December 09, 2008

Crawling vs Indexing

We do a lot of searches monthly, and we do that by putting the search term into the Google search box, and just on the press of the button we are displayed by a zillion search results based on the popularity of the searched term.

Have we ever thought how it happens. Just by entering the search terms we are displayed the highly accurate information. I have tried to mention the concept behind the Google Search Results, by comparing the Crawling and Indexing process of the Google Search Engine Bot.
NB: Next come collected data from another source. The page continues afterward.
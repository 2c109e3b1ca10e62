//! Weekly category progress.

mod weekly;

pub use weekly::{
    day_of_week, local_today, week_range, week_start, weekly_minutes, weekly_progress,
    weekly_report, CategoryGoal, CategoryLog, DateRange, WeeklyProgress,
};
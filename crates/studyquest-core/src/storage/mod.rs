mod config;
pub mod database;
mod memory;

pub use config::{Config, TimerConfig};
pub use database::Database;
pub use memory::MemoryStore;

use std::path::PathBuf;

use crate::error::Result;

/// Returns the data directory, creating it if needed.
///
/// `STUDYQUEST_DATA_DIR` wins when set. Otherwise `~/.config/studyquest[-dev]/`,
/// where `STUDYQUEST_ENV=dev` selects the development directory.
///
/// # Errors
/// Returns an error if creating the directory fails.
pub fn data_dir() -> Result<PathBuf> {
    let dir = match std::env::var_os("STUDYQUEST_DATA_DIR") {
        Some(custom) => PathBuf::from(custom),
        None => {
            let base_dir = dirs::home_dir()
                .unwrap_or_else(|| PathBuf::from("."))
                .join(".config");
            let env = std::env::var("STUDYQUEST_ENV").unwrap_or_else(|_| "production".to_string());
            if env == "dev" {
                base_dir.join("studyquest-dev")
            } else {
                base_dir.join("studyquest")
            }
        }
    };

    std::fs::create_dir_all(&dir)?;
    Ok(dir)
}
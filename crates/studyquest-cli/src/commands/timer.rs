use std::time::Duration;

use clap::Subcommand;
use studyquest_core::{Event, SessionPlan, StudyHandle};
use tokio::sync::broadcast::error::RecvError;

use super::{print_json, App, CliResult};

#[derive(Subcommand)]
pub enum TimerAction {
    /// Start a study session
    Start {
        #[command(flatten)]
        plan: PlanArgs,
    },
    /// Start a session and stay in the foreground until it completes,
    /// printing one JSON event per line
    Run {
        #[command(flatten)]
        plan: PlanArgs,
    },
    /// Stop the running session (no reward)
    Stop,
    /// Print current timer state as JSON
    Status,
    /// Pick up a persisted session: resume it, or reward it if it already ended
    Resume,
}

#[derive(clap::Args)]
pub struct PlanArgs {
    /// Session length in minutes (defaults to timer.default_duration_min)
    #[arg(long)]
    minutes: Option<u64>,
    /// What is being studied
    #[arg(long, default_value = "Study")]
    topic: String,
    /// Category the minutes count toward
    #[arg(long)]
    category: Option<String>,
}

impl PlanArgs {
    fn into_plan(self, default_minutes: u64) -> SessionPlan {
        let plan = SessionPlan::minutes(self.topic, self.minutes.unwrap_or(default_minutes));
        match self.category {
            Some(category) => plan.in_category(category),
            None => plan,
        }
    }
}

pub fn run(action: TimerAction) -> CliResult {
    let mut app = App::open()?;
    // Every invocation is a fresh process, so first reconcile with whatever
    // the previous one persisted.
    let mut events = app.service.activate();

    match action {
        TimerAction::Start { plan } => {
            let plan = plan.into_plan(app.config.timer.default_duration_min);
            events.extend(app.service.start(plan)?);
            print_json(&events)?;
        }
        TimerAction::Run { plan } => {
            let plan = plan.into_plan(app.config.timer.default_duration_min);
            for event in &events {
                println!("{}", serde_json::to_string(event)?);
            }
            return run_foreground(app, plan);
        }
        TimerAction::Stop => {
            events.extend(app.service.stop()?);
            print_json(&events)?;
        }
        TimerAction::Status => {
            print_json(&app.service.snapshot())?;
        }
        TimerAction::Resume => {
            print_json(&events)?;
        }
    }
    Ok(())
}

fn run_foreground(app: App, plan: SessionPlan) -> CliResult {
    let App { config, service } = app;
    let tick_every = Duration::from_millis(config.timer.tick_interval_ms.max(1));
    let rt = tokio::runtime::Runtime::new()?;

    rt.block_on(async move {
        let (handle, task) = studyquest_core::spawn(service, tick_every);
        let outcome = stream_until_ended(&handle, plan).await;
        handle.shutdown().await?;
        task.await?;
        outcome
    })
}

/// Print events until the session is rewarded here, or ended by another
/// invocation (`timer stop`, or a `resume` that finalized it first).
async fn stream_until_ended(handle: &StudyHandle, plan: SessionPlan) -> CliResult {
    let mut events = handle.subscribe();
    handle.start(plan).await?;
    loop {
        match events.recv().await {
            Ok(event) => {
                println!("{}", serde_json::to_string(&event)?);
                if matches!(
                    event,
                    Event::RewardEarned { .. } | Event::TimerSuperseded { .. }
                ) {
                    return Ok(());
                }
            }
            Err(RecvError::Lagged(skipped)) => {
                tracing::warn!(skipped, "event stream lagged");
            }
            Err(RecvError::Closed) => return Ok(()),
        }
    }
}
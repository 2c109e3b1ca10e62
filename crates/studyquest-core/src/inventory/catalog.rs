//! Purchasable booster catalog.
//!
//! The catalog is fixed at registry construction. Items normally come from
//! the `[[catalog]]` tables in `config.toml`.

use std::collections::HashSet;

use chrono::{DateTime, Duration, Utc};
use serde::{Deserialize, Serialize};

use super::effect::{BoosterEffect, BoosterKind, Expiry};
use crate::error::{Result, ValidationError};

const MAX_EFFECT_MINUTES: u64 = 100 * 365 * 24 * 60;

/// One entry of the shop.
#[derive(Debug, Clone, PartialEq, Serialize, Deserialize)]
pub struct CatalogItem {
    pub name: String,
    pub kind: BoosterKind,
    pub factor: f64,
    pub price_coins: u64,
    /// Lifetime of the purchased effect. Absent means permanent.
    #[serde(default, skip_serializing_if = "Option::is_none")]
    pub duration_minutes: Option<u64>,
}

impl CatalogItem {
    /// The effect a purchase of this item grants at `now`.
    pub fn effect(&self, now: DateTime<Utc>) -> BoosterEffect {
        let expiry = match self.duration_minutes {
            Some(min) => Expiry::At(now + Duration::minutes(min.min(MAX_EFFECT_MINUTES) as i64)),
            None => Expiry::Permanent,
        };
        BoosterEffect {
            name: self.name.clone(),
            kind: self.kind,
            factor: self.factor,
            expiry,
            acquired_at: now,
        }
    }

    fn validate(&self) -> Result<(), ValidationError> {
        if self.name.trim().is_empty() {
            return Err(ValidationError::InvalidValue {
                field: "catalog.name".into(),
                message: "item name must not be empty".into(),
            });
        }
        if !self.factor.is_finite() || self.factor <= 0.0 {
            return Err(ValidationError::InvalidValue {
                field: format!("catalog.{}.factor", self.name),
                message: format!("factor must be a positive number, got {}", self.factor),
            });
        }
        if self.duration_minutes == Some(0) {
            return Err(ValidationError::InvalidValue {
                field: format!("catalog.{}.duration_minutes", self.name),
                message: "duration must be at least one minute (omit for permanent)".into(),
            });
        }
        Ok(())
    }
}

#[derive(Debug, Clone, Default, PartialEq, Serialize, Deserialize)]
pub struct Catalog {
    items: Vec<CatalogItem>,
}

impl Catalog {
    /// Build a catalog, rejecting non-positive factors and duplicate names.
    pub fn new(items: Vec<CatalogItem>) -> Result<Self> {
        let mut seen = HashSet::new();
        for item in &items {
            item.validate()?;
            if !seen.insert(item.name.as_str()) {
                return Err(ValidationError::DuplicateCatalogItem(item.name.clone()).into());
            }
        }
        Ok(Self { items })
    }

    pub fn get(&self, name: &str) -> Option<&CatalogItem> {
        self.items.iter().find(|i| i.name == name)
    }

    pub fn items(&self) -> &[CatalogItem] {
        &self.items
    }

    /// The shop shipped with a fresh install.
    pub fn default_items() -> Vec<CatalogItem> {
        vec![
            CatalogItem {
                name: "Focus Tonic".into(),
                kind: BoosterKind::XpBooster,
                factor: 1.25,
                price_coins: 50,
                duration_minutes: Some(60),
            },
            CatalogItem {
                name: "Lucky Coin".into(),
                kind: BoosterKind::CoinBooster,
                factor: 1.5,
                price_coins: 80,
                duration_minutes: Some(60),
            },
            CatalogItem {
                name: "Scholar's Crest".into(),
                kind: BoosterKind::XpBooster,
                factor: 1.1,
                price_coins: 500,
                duration_minutes: None,
            },
            CatalogItem {
                name: "Hourglass".into(),
                kind: BoosterKind::TimerExtender,
                factor: 1.2,
                price_coins: 150,
                duration_minutes: None,
            },
            CatalogItem {
                name: "Deep Focus".into(),
                kind: BoosterKind::FocusEnhancer,
                factor: 1.5,
                price_coins: 40,
                duration_minutes: Some(30),
            },
        ]
    }
}
//! Booster shop and purchased-effects registry.

mod catalog;
mod effect;
mod registry;

pub use catalog::{Catalog, CatalogItem};
pub use effect::{BoosterEffect, BoosterKind, Expiry};
pub use registry::EffectsRegistry;
use studyquest_core::Database;

use super::{print_json, CliResult};

pub fn run() -> CliResult {
    let db = Database::open()?;
    print_json(&db.load_ledger()?)
}
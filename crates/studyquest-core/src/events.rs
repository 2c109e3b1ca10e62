use chrono::{DateTime, Utc};
use serde::{Deserialize, Serialize};
use uuid::Uuid;

use crate::inventory::BoosterEffect;
use crate::rewards::RewardEvent;
use crate::timer::{Session, TimerPhase};

/// Every state change in the system produces an Event.
/// The CLI prints them; front-ends poll or subscribe to them.
#[derive(Debug, Clone, Serialize, Deserialize)]
#[serde(tag = "type")]
pub enum Event {
    TimerStarted {
        session_id: Uuid,
        topic: String,
        duration_secs: u64,
        ends_at: DateTime<Utc>,
        at: DateTime<Utc>,
    },
    /// Explicit stop. The session is discarded without reward.
    TimerStopped {
        session_id: Uuid,
        remaining_secs: u64,
        at: DateTime<Utc>,
    },
    TimerCompleted {
        session: Session,
        at: DateTime<Utc>,
    },
    /// Another owner of the same store stopped or finalized the session
    /// first. This process drops it without reward.
    TimerSuperseded {
        session_id: Uuid,
        at: DateTime<Utc>,
    },
    /// Countdown progress, published by the runtime on every tick.
    Tick {
        remaining_secs: u64,
        at: DateTime<Utc>,
    },
    /// A persisted in-flight session was picked up again after activation.
    TimerResumed {
        session_id: Uuid,
        remaining_secs: u64,
        at: DateTime<Utc>,
    },
    /// Persisted state was unreadable and the timer fell back to idle.
    TimerRecovered {
        reason: String,
        at: DateTime<Utc>,
    },
    RewardEarned {
        reward: RewardEvent,
    },
    BoosterPurchased {
        effect: BoosterEffect,
        price_coins: u64,
        at: DateTime<Utc>,
    },
    EffectsPruned {
        removed: usize,
        at: DateTime<Utc>,
    },
    StateSnapshot {
        phase: TimerPhase,
        remaining_secs: u64,
        ends_at: Option<DateTime<Utc>>,
        topic: Option<String>,
        progress_pct: f64,
        at: DateTime<Utc>,
    },
}
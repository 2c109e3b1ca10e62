//! Timer engine implementation.
//!
//! The timer engine is a wall-clock-based state machine. It does not use
//! internal threads - the caller passes `now` and is responsible for calling
//! `tick()` periodically (the runtime does so at 1 Hz).
//!
//! ## State Transitions
//!
//! ```text
//! Idle -> Running -> (Completed | Stopped) -> Idle
//! ```
//!
//! Completion and stop are mutually exclusive: whichever happens first moves
//! the engine out of `Running`, and the other becomes a no-op.
//!
//! ## Usage
//!
//! ```ignore
//! let mut engine = TimerEngine::new();
//! engine.start(SessionPlan::minutes("Biology", 25), now)?;
//! // In a loop:
//! engine.tick(now); // Returns Some(Event::TimerCompleted) exactly once
//! ```

use chrono::{DateTime, Utc};
use serde::{Deserialize, Serialize};
use uuid::Uuid;

use super::session::{planned_duration, Session, SessionPlan};
use crate::error::{CoreError, Result};
use crate::events::Event;

#[derive(Debug, Clone, Copy, PartialEq, Eq, Serialize, Deserialize)]
#[serde(rename_all = "lowercase")]
pub enum TimerPhase {
    Idle,
    Running,
    /// Countdown reached zero. The session was handed off for rewarding.
    Completed,
    /// Session was discarded by an explicit stop.
    Stopped,
}

/// Persisted form of the timer.
///
/// Invariant: `is_running` implies `end_date` and `session` are set and
/// `remaining_secs == max(0, end_date - now)` at the time it was captured.
#[derive(Debug, Clone, PartialEq, Eq, Serialize, Deserialize)]
pub struct TimerState {
    pub remaining_secs: u64,
    pub is_running: bool,
    #[serde(default)]
    pub end_date: Option<DateTime<Utc>>,
    #[serde(default)]
    pub session: Option<Session>,
}

impl TimerState {
    pub fn idle() -> Self {
        Self {
            remaining_secs: 0,
            is_running: false,
            end_date: None,
            session: None,
        }
    }

    /// Whether this state records `session_id` as still counting down.
    pub fn is_running_session(&self, session_id: Uuid) -> bool {
        self.is_running && self.session.as_ref().is_some_and(|s| s.id == session_id)
    }

    /// Check the running invariant, returning what is missing.
    pub fn validate(&self) -> Result<()> {
        if !self.is_running {
            return Ok(());
        }
        let end_date = self.end_date.ok_or_else(|| {
            CoreError::CorruptPersistedState("running timer has no end date".into())
        })?;
        let session = self.session.as_ref().ok_or_else(|| {
            CoreError::CorruptPersistedState("running timer has no session".into())
        })?;
        if session.planned_duration_secs == 0 {
            return Err(CoreError::CorruptPersistedState(
                "running session has zero planned duration".into(),
            ));
        }
        if end_date < session.started_at {
            return Err(CoreError::CorruptPersistedState(format!(
                "end date {end_date} precedes session start {}",
                session.started_at
            )));
        }
        Ok(())
    }
}

impl Default for TimerState {
    fn default() -> Self {
        Self::idle()
    }
}

/// Core timer engine.
///
/// Owns at most one active session. Operates on wall-clock deltas -- no
/// internal thread.
#[derive(Debug, Clone)]
pub struct TimerEngine {
    phase: TimerPhase,
    session: Option<Session>,
    remaining_secs: u64,
    end_date: Option<DateTime<Utc>>,
}

impl TimerEngine {
    /// Create an idle engine.
    pub fn new() -> Self {
        Self {
            phase: TimerPhase::Idle,
            session: None,
            remaining_secs: 0,
            end_date: None,
        }
    }

    // ── Queries ──────────────────────────────────────────────────────

    pub fn phase(&self) -> TimerPhase {
        self.phase
    }

    pub fn is_running(&self) -> bool {
        self.phase == TimerPhase::Running
    }

    pub fn remaining_secs(&self) -> u64 {
        self.remaining_secs
    }

    pub fn end_date(&self) -> Option<DateTime<Utc>> {
        self.end_date
    }

    pub fn session(&self) -> Option<&Session> {
        self.session.as_ref()
    }

    /// 0.0 .. 1.0 progress within the current session.
    pub fn progress(&self) -> f64 {
        let total = match &self.session {
            Some(s) if s.planned_duration_secs > 0 => s.planned_duration_secs,
            _ => return 0.0,
        };
        match self.phase {
            TimerPhase::Completed => 1.0,
            TimerPhase::Running | TimerPhase::Stopped => {
                (1.0 - self.remaining_secs as f64 / total as f64).clamp(0.0, 1.0)
            }
            TimerPhase::Idle => 0.0,
        }
    }

    /// Persisted form of the current state.
    pub fn state(&self) -> TimerState {
        if self.is_running() {
            TimerState {
                remaining_secs: self.remaining_secs,
                is_running: true,
                end_date: self.end_date,
                session: self.session.clone(),
            }
        } else {
            TimerState::idle()
        }
    }

    /// Build a full state snapshot event.
    pub fn snapshot(&self, now: DateTime<Utc>) -> Event {
        Event::StateSnapshot {
            phase: self.phase,
            remaining_secs: self.remaining_secs,
            ends_at: self.end_date,
            topic: self.session.as_ref().map(|s| s.topic.clone()),
            progress_pct: self.progress() * 100.0,
            at: now,
        }
    }

    // ── Commands ─────────────────────────────────────────────────────

    /// Begin counting down a new session.
    ///
    /// # Errors
    /// `InvalidDuration` for a zero-length plan, `SessionAlreadyActive` while
    /// another session is running. Neither changes state.
    pub fn start(&mut self, plan: SessionPlan, now: DateTime<Utc>) -> Result<Event> {
        if plan.duration_secs == 0 {
            return Err(CoreError::InvalidDuration);
        }
        if let (TimerPhase::Running, Some(ends_at)) = (self.phase, self.end_date) {
            return Err(CoreError::SessionAlreadyActive { ends_at });
        }

        let session = Session::begin(plan, now);
        let ends_at = now + planned_duration(session.planned_duration_secs);
        let event = Event::TimerStarted {
            session_id: session.id,
            topic: session.topic.clone(),
            duration_secs: session.planned_duration_secs,
            ends_at,
            at: now,
        };

        self.phase = TimerPhase::Running;
        self.remaining_secs = session.planned_duration_secs;
        self.end_date = Some(ends_at);
        self.session = Some(session);
        Ok(event)
    }

    /// Discard the running session. Idempotent; never completes or rewards.
    pub fn stop(&mut self, now: DateTime<Utc>) -> Option<Event> {
        if self.phase != TimerPhase::Running {
            return None;
        }
        self.flush_remaining(now);
        self.phase = TimerPhase::Stopped;
        self.end_date = None;
        let session = self.session.as_ref()?;
        Some(Event::TimerStopped {
            session_id: session.id,
            remaining_secs: self.remaining_secs,
            at: now,
        })
    }

    /// Call periodically. Returns `Some(Event::TimerCompleted)` exactly once,
    /// on the tick where the countdown reaches zero.
    pub fn tick(&mut self, now: DateTime<Utc>) -> Option<Event> {
        if self.phase != TimerPhase::Running {
            return None;
        }
        self.flush_remaining(now);
        if self.remaining_secs > 0 {
            return None;
        }
        self.phase = TimerPhase::Completed;
        self.end_date = None;
        let session = self.session.clone()?;
        Some(Event::TimerCompleted { session, at: now })
    }

    /// Return to `Idle`, forgetting any session.
    pub fn reset(&mut self) {
        *self = Self::new();
    }

    /// Rebuild the engine from a persisted state.
    ///
    /// A running state resumes with `remaining_secs` recomputed against
    /// `now`; an overdue one will complete on the next `tick`.
    ///
    /// # Errors
    /// `CorruptPersistedState` if the state breaks its invariant. The engine
    /// is left `Idle` in that case.
    pub fn restore(&mut self, state: TimerState, now: DateTime<Utc>) -> Result<()> {
        self.reset();
        state.validate()?;
        if !state.is_running {
            return Ok(());
        }
        self.phase = TimerPhase::Running;
        self.end_date = state.end_date;
        self.session = state.session;
        self.flush_remaining(now);
        Ok(())
    }

    // ── Internal ─────────────────────────────────────────────────────

    fn flush_remaining(&mut self, now: DateTime<Utc>) {
        if let Some(end) = self.end_date {
            self.remaining_secs = remaining_until(end, now);
        }
    }
}

impl Default for TimerEngine {
    fn default() -> Self {
        Self::new()
    }
}

/// Whole seconds left until `end`, rounded up so a timer never reports zero
/// before its end date has actually passed.
fn remaining_until(end: DateTime<Utc>, now: DateTime<Utc>) -> u64 {
    let ms = (end - now).num_milliseconds();
    if ms <= 0 {
        0
    } else {
        (ms as u64).div_ceil(1000)
    }
}

#[cfg(test)]
mod tests {
    use super::*;
    use chrono::Duration;

    fn t0() -> DateTime<Utc> {
        DateTime::parse_from_rfc3339("2026-03-01T09:00:00Z")
            .unwrap()
            .with_timezone(&Utc)
    }

    #[test]
    fn start_sets_end_date_and_running() {
        let mut engine = TimerEngine::new();
        assert_eq!(engine.phase(), TimerPhase::Idle);

        let event = engine.start(SessionPlan::new("Chemistry", 300), t0()).unwrap();
        assert!(matches!(event, Event::TimerStarted { duration_secs: 300, .. }));
        assert_eq!(engine.phase(), TimerPhase::Running);
        assert_eq!(engine.end_date(), Some(t0() + Duration::seconds(300)));
        assert_eq!(engine.remaining_secs(), 300);
    }

    #[test]
    fn zero_duration_is_rejected_without_state_change() {
        let mut engine = TimerEngine::new();
        let err = engine.start(SessionPlan::new("Nothing", 0), t0()).unwrap_err();
        assert!(matches!(err, CoreError::InvalidDuration));
        assert_eq!(engine.phase(), TimerPhase::Idle);
        assert!(engine.session().is_none());
    }

    #[test]
    fn second_start_while_running_is_rejected() {
        let mut engine = TimerEngine::new();
        engine.start(SessionPlan::new("First", 600), t0()).unwrap();
        let first_id = engine.session().unwrap().id;

        let err = engine
            .start(SessionPlan::new("Second", 60), t0() + Duration::seconds(5))
            .unwrap_err();
        assert!(matches!(err, CoreError::SessionAlreadyActive { .. }));
        assert_eq!(engine.session().unwrap().id, first_id);
        assert_eq!(engine.end_date(), Some(t0() + Duration::seconds(600)));
    }

    #[test]
    fn ticking_once_per_second_completes_exactly_once() {
        let mut engine = TimerEngine::new();
        engine.start(SessionPlan::new("History", 5), t0()).unwrap();

        let mut completions = 0;
        for i in 1..=5 {
            if engine.tick(t0() + Duration::seconds(i)).is_some() {
                completions += 1;
            }
            assert_eq!(engine.remaining_secs(), (5 - i) as u64);
        }
        assert_eq!(completions, 1);
        assert_eq!(engine.phase(), TimerPhase::Completed);

        // Further ticks are no-ops.
        assert!(engine.tick(t0() + Duration::seconds(6)).is_none());
    }

    #[test]
    fn remaining_rounds_up_partial_seconds() {
        let mut engine = TimerEngine::new();
        engine.start(SessionPlan::new("Physics", 10), t0()).unwrap();
        assert!(engine.tick(t0() + Duration::milliseconds(9_500)).is_none());
        assert_eq!(engine.remaining_secs(), 1);
    }

    #[test]
    fn stop_is_idempotent_and_does_not_complete() {
        let mut engine = TimerEngine::new();
        engine.start(SessionPlan::new("Latin", 60), t0()).unwrap();

        let stopped = engine.stop(t0() + Duration::seconds(20));
        assert!(matches!(stopped, Some(Event::TimerStopped { remaining_secs: 40, .. })));
        assert_eq!(engine.phase(), TimerPhase::Stopped);
        assert!(engine.end_date().is_none());

        assert!(engine.stop(t0() + Duration::seconds(21)).is_none());
        assert!(engine.tick(t0() + Duration::seconds(120)).is_none());
    }

    #[test]
    fn stop_after_completion_is_a_no_op() {
        let mut engine = TimerEngine::new();
        engine.start(SessionPlan::new("Art", 1), t0()).unwrap();
        assert!(engine.tick(t0() + Duration::seconds(1)).is_some());
        assert!(engine.stop(t0() + Duration::seconds(1)).is_none());
        assert_eq!(engine.phase(), TimerPhase::Completed);
    }

    #[test]
    fn terminal_states_allow_a_new_start() {
        let mut engine = TimerEngine::new();
        engine.start(SessionPlan::new("One", 60), t0()).unwrap();
        engine.stop(t0());
        assert!(engine.start(SessionPlan::new("Two", 60), t0()).is_ok());
        assert_eq!(engine.session().unwrap().topic, "Two");
    }

    #[test]
    fn state_round_trips_through_restore() {
        let mut engine = TimerEngine::new();
        engine.start(SessionPlan::new("Music", 600), t0()).unwrap();
        let state = engine.state();
        assert!(state.validate().is_ok());

        let mut restored = TimerEngine::new();
        restored
            .restore(state, t0() + Duration::seconds(100))
            .unwrap();
        assert!(restored.is_running());
        assert_eq!(restored.remaining_secs(), 500);
    }

    #[test]
    fn restore_rejects_running_state_without_end_date() {
        let mut engine = TimerEngine::new();
        let state = TimerState {
            remaining_secs: 30,
            is_running: true,
            end_date: None,
            session: None,
        };
        let err = engine.restore(state, t0()).unwrap_err();
        assert!(matches!(err, CoreError::CorruptPersistedState(_)));
        assert_eq!(engine.phase(), TimerPhase::Idle);
    }

    #[test]
    fn stopped_engine_persists_as_idle() {
        let mut engine = TimerEngine::new();
        engine.start(SessionPlan::new("Geo", 60), t0()).unwrap();
        engine.stop(t0());
        assert_eq!(engine.state(), TimerState::idle());
    }

    #[test]
    fn snapshot_returns_valid_event() {
        let mut engine = TimerEngine::new();
        engine.start(SessionPlan::new("Poetry", 100), t0()).unwrap();
        engine.tick(t0() + Duration::seconds(25));
        match engine.snapshot(t0()) {
            Event::StateSnapshot {
                phase,
                remaining_secs,
                progress_pct,
                topic,
                ..
            } => {
                assert_eq!(phase, TimerPhase::Running);
                assert_eq!(remaining_secs, 75);
                assert!((progress_pct - 25.0).abs() < 1e-9);
                assert_eq!(topic.as_deref(), Some("Poetry"));
            }
            _ => panic!("Expected StateSnapshot"),
        }
    }
}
There are basically three processes to present the search results to the visitors

  • Crawling the Website
  • Indexing the Website
  • Serving the Results

Website Crawling

Crawling in simple terms is the process of finding & adding the new and updated pages to the Google Index. Crawling is done by the Google's software, called as Google Bot (which is also known as the search engine spider or robot, or a bot). The Google's algorithm for crawling the site determines which sites to crawl, how many times, and how many pages from each site.

The crawler process starts with the list of the URL's, generated from the previous crawl and from the Google Sitemaps. The Googlebot visits each of these websites and it detects links on each page and adds them to its list of pages to crawl. The new sites, changes to existing sites, and dead links are noted and used to update the Google index.

It's an automated process, the crawling of the website, and has nothing to do with the payment to crawl the website more frequently.

Website Indexing

Indexing in simpler terms is mintaining list of things. In this aspect indexing means, compiling an index of words, and their location on each page, taken at the time of crawling the website by Google Bot. In addition to this, the Google Bot processes the information included in key content tags and attributes, such as Title tags and ALT attributes. Googlebot can process many content types, but not all.

The Search Results
Serving Results is the process where the Google returns the results to the query entered by the user, based on the matches with the indexed pages. The relevncy of the search result depends on a lot of factors. And based on those factors Google returns the search results.

In order for your site to rank well in search results pages, it's important to make sure that Google can crawl and index your site correctly.